52 week project – Sri Lankan Cookbook – Potato Aluwa

This week was a busy one with lots of work with the kiddos alone as my other half was out at a conference in Portland! Hence posting this way late in the week. I decided to try my hand at the Sri Lankan sweets, as I have had many and they are very delicious. Maybe when I was younger I tried this sweet and really liked it though it could have been something else? Anyway this recipe seemed fine but there is definitely a knowledge to sweet making and that is something I have to practice. This weeks recipe was somewhat of a fail!

I took a small sample to my daughters Sri Lankan teacher to see if I could get any hints on what I had to do to get it right. The thing is with this recipe is that you have to cook and stir and stir until the mixture crystallises. Also she told me that it can be very hard to get the right consistency and it takes a lot of practice and time!

Here is the recipe from the book Ceylon Cookery – which requires some tweaking so references can be found here

Bubble bubble toil and trouble – this is only red due to the food colouring

Cashews toasting away

Potato Aluwa

How the potato aluwa should not look…

1 lb potato
1 1/2 lb sugar
1 cup coconut milk
handful of toasted chopped cashews

Food Colouring

Method

1. Boil potato and use a mixer to make the potato smooth – I mixed with a bit of coconut milk.

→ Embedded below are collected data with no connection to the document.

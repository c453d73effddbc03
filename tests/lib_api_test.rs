//! Integration tests for the linkfollow library public API.
//!
//! These tests drive a [`Dispatcher`] the way an embedding editor would,
//! against a real temporary notebook on disk.

use std::cell::RefCell;
use std::fs;
use std::path::{Path, PathBuf};
use tempfile::TempDir;

use linkfollow::config::{Fallback, Perspective, Priority, RootTell, Settings};
use linkfollow::dispatch::{Dispatcher, FollowOutcome};
use linkfollow::host::{Editor, FileSystem, NativeFileSystem, PathKind, Severity};
use linkfollow::link::{classify, LinkKind, UrlPattern};
use linkfollow::platform::Platform;
use linkfollow::resolve::ResolvedPath;

/// Helper: Create a temporary notebook directory for testing.
///
/// Returns (TempDir, PathBuf) - keep TempDir alive for test duration.
fn create_test_notebook_dir() -> (TempDir, PathBuf) {
    let temp_dir = TempDir::new().expect("Failed to create temp directory");
    let notebook_dir = temp_dir.path().join("notebook");
    fs::create_dir(&notebook_dir).expect("Failed to create notebook subdirectory");
    (temp_dir, notebook_dir)
}

#[derive(Default)]
struct FakeEditor {
    current: Option<PathBuf>,
    opened: Vec<String>,
    headings: Vec<String>,
    notices: Vec<(String, Severity)>,
}

impl Editor for FakeEditor {
    fn open_buffer(&mut self, path: &str) -> anyhow::Result<()> {
        self.opened.push(path.to_string());
        self.current = Some(PathBuf::from(path));
        Ok(())
    }

    fn current_document_path(&self) -> Option<PathBuf> {
        self.current.clone()
    }

    fn notify(&mut self, message: &str, severity: Severity) {
        self.notices.push((message.to_string(), severity));
    }

    fn jump_to_heading(&mut self, heading: &str) {
        self.headings.push(heading.to_string());
    }
}

/// Real metadata queries and directory creation; opener calls are recorded
/// instead of spawned.
#[derive(Default)]
struct NoSpawnFileSystem {
    native: NativeFileSystem,
    opened: RefCell<Vec<String>>,
}

impl FileSystem for NoSpawnFileSystem {
    fn path_exists(&self, path: &Path, kind: PathKind) -> bool {
        self.native.path_exists(path, kind)
    }

    fn make_directories(&self, path: &Path) -> anyhow::Result<()> {
        self.native.make_directories(path)
    }

    fn open_with_default_application(&self, target: &str) -> anyhow::Result<()> {
        self.opened.borrow_mut().push(target.to_string());
        Ok(())
    }
}

fn dispatcher_at(
    settings: Settings,
    document: &Path,
) -> Dispatcher<FakeEditor, NoSpawnFileSystem> {
    let editor = FakeEditor {
        current: Some(document.to_path_buf()),
        ..Default::default()
    };
    Dispatcher::new(settings, editor, NoSpawnFileSystem::default()).with_platform(Platform::Unix)
}

fn root_settings(marker: &str) -> Settings {
    Settings {
        perspective: Perspective {
            priority: Priority::Root,
            fallback: Fallback::Current,
            root_tell: RootTell::Marker(marker.to_string()),
        },
        ..Default::default()
    }
}

// ============================================================================
// Classification
// ============================================================================

#[test]
fn test_classify_from_external_crate() {
    let cases = [
        ("file:paper.pdf", LinkKind::ExternalFileRef, "paper.pdf"),
        ("https://example.com", LinkKind::Url, "https://example.com"),
        ("@smith2020", LinkKind::Citation, "smith2020"),
        ("#Intro", LinkKind::Anchor, "Intro"),
        ("notes", LinkKind::PlainFilename, "notes"),
    ];
    for (raw, kind, target) in cases {
        let link = classify(raw, &UrlPattern);
        assert_eq!(link.kind, kind, "{raw}");
        assert_eq!(link.target, target, "{raw}");
    }
}

// ============================================================================
// Following links against a real notebook
// ============================================================================

#[test]
fn test_follow_creates_missing_directories_on_disk() {
    let (_temp_dir, notebook) = create_test_notebook_dir();
    let document = notebook.join("index.md");
    fs::write(&document, "# Index").unwrap();

    let settings = Settings {
        create_missing_directories: true,
        ..Default::default()
    };
    let mut dispatcher = dispatcher_at(settings, &document);
    let outcome = dispatcher.follow("journal/2024/today#Tasks");

    let expected = notebook.join("journal/2024/today.md");
    assert_eq!(
        outcome,
        FollowOutcome::OpenedBuffer(ResolvedPath {
            path: expected.to_string_lossy().into_owned(),
            anchor: Some("Tasks".to_string()),
        })
    );
    assert!(notebook.join("journal/2024").is_dir());
    assert_eq!(dispatcher.editor().headings, vec!["Tasks".to_string()]);
}

#[test]
fn test_follow_external_file_that_exists() {
    let (_temp_dir, notebook) = create_test_notebook_dir();
    let document = notebook.join("index.md");
    fs::write(&document, "# Index").unwrap();
    fs::write(notebook.join("paper.pdf"), "%PDF").unwrap();

    let mut dispatcher = dispatcher_at(Settings::default(), &document);
    let outcome = dispatcher.follow("file:paper.pdf");

    assert!(matches!(outcome, FollowOutcome::OpenedExternal(_)));
    assert_eq!(dispatcher.file_system().opened.borrow().len(), 1);
    assert!(dispatcher.editor().notices.is_empty());
}

#[test]
fn test_follow_external_file_that_is_missing() {
    let (_temp_dir, notebook) = create_test_notebook_dir();
    let document = notebook.join("index.md");

    let mut dispatcher = dispatcher_at(Settings::default(), &document);
    let outcome = dispatcher.follow("file:missing.pdf");

    assert!(matches!(outcome, FollowOutcome::Abandoned(_)));
    assert!(dispatcher.file_system().opened.borrow().is_empty());
    let notices = &dispatcher.editor().notices;
    assert_eq!(notices.len(), 1);
    assert!(notices[0].0.contains("missing.pdf"));
}

#[test]
fn test_root_perspective_across_navigation() {
    let (_temp_dir, notebook) = create_test_notebook_dir();
    fs::create_dir(notebook.join(".git")).unwrap();
    fs::create_dir_all(notebook.join("areas/health")).unwrap();
    let document = notebook.join("areas/health/sleep.md");
    fs::write(&document, "# Sleep").unwrap();

    let mut dispatcher = dispatcher_at(root_settings(".git"), &document);

    // Root-relative, not document-relative.
    dispatcher.follow("areas/work/plan");
    // The opened buffer is still inside the root: no second discovery.
    dispatcher.follow("inbox");

    assert_eq!(dispatcher.session().root_dir(), Some(notebook.as_path()));
    assert_eq!(
        dispatcher.editor().opened,
        vec![
            notebook.join("areas/work/plan.md").to_string_lossy().into_owned(),
            notebook.join("inbox.md").to_string_lossy().into_owned(),
        ]
    );
    let infos = dispatcher
        .editor()
        .notices
        .iter()
        .filter(|(_, severity)| *severity == Severity::Info)
        .count();
    assert_eq!(infos, 1);
}

#[test]
fn test_root_perspective_falls_back_with_one_warning() {
    let (_temp_dir, notebook) = create_test_notebook_dir();
    let document = notebook.join("loose.md");
    fs::write(&document, "# Loose").unwrap();

    let mut dispatcher = dispatcher_at(root_settings(".linkfollow-no-such-marker"), &document);
    dispatcher.follow("a");
    dispatcher.follow("b");

    assert!(dispatcher.session().root_dir().is_none());
    let warnings: Vec<_> = dispatcher
        .editor()
        .notices
        .iter()
        .filter(|(_, severity)| *severity == Severity::Warning)
        .collect();
    assert_eq!(warnings.len(), 1);
    assert!(warnings[0].0.contains("'current'"));
    // Fallback "current": resolved next to the document.
    assert_eq!(
        dispatcher.editor().opened[0],
        notebook.join("a.md").to_string_lossy().into_owned()
    );
}

#[test]
fn test_missing_directories_left_alone_by_default() {
    let (_temp_dir, notebook) = create_test_notebook_dir();
    let document = notebook.join("index.md");
    fs::write(&document, "# Index").unwrap();

    let mut dispatcher = dispatcher_at(Settings::default(), &document);
    let outcome = dispatcher.follow("journal/2024/today");

    assert!(matches!(outcome, FollowOutcome::OpenedBuffer(_)));
    assert!(!notebook.join("journal").exists());
}

#[test]
fn test_settings_struct_accessible() {
    let settings = Settings::default();

    assert!(!settings.create_missing_directories);
    assert!(!settings.silent);
    assert_eq!(settings.perspective.priority, Priority::Current);
    assert_eq!(settings.implicit_extension(), ".md");
}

2. Mix coconut milk with the sugar and bring to the boil until the sugar has slightly thickened. Add food colouring – this is all because I think this sweet was green when I was younger!?!

3. Add the mashed potato. Cook on medium until the mixture comes off the sides of the pan. This part you have to stir and stir until the mixture crystallise on the sides of the pan. It is best that you focus on trying to get the right consistency and stirring so you don’t burn the bottom of the pan –  the pan should have a thick base to prevent burning. 

4. Add the toasted, chopped cashews along with cardamom powder and rosewater.

5. Spread on a greased board or plate and cut into squares.

Too overcooked with the recipe from the Ceylon Cookery Book 

Well to sum this experience up is that I have to practice on other Sri Lankan sweets so I can get the hang of the way this should turn out, plus a candy thermometer would be a great help!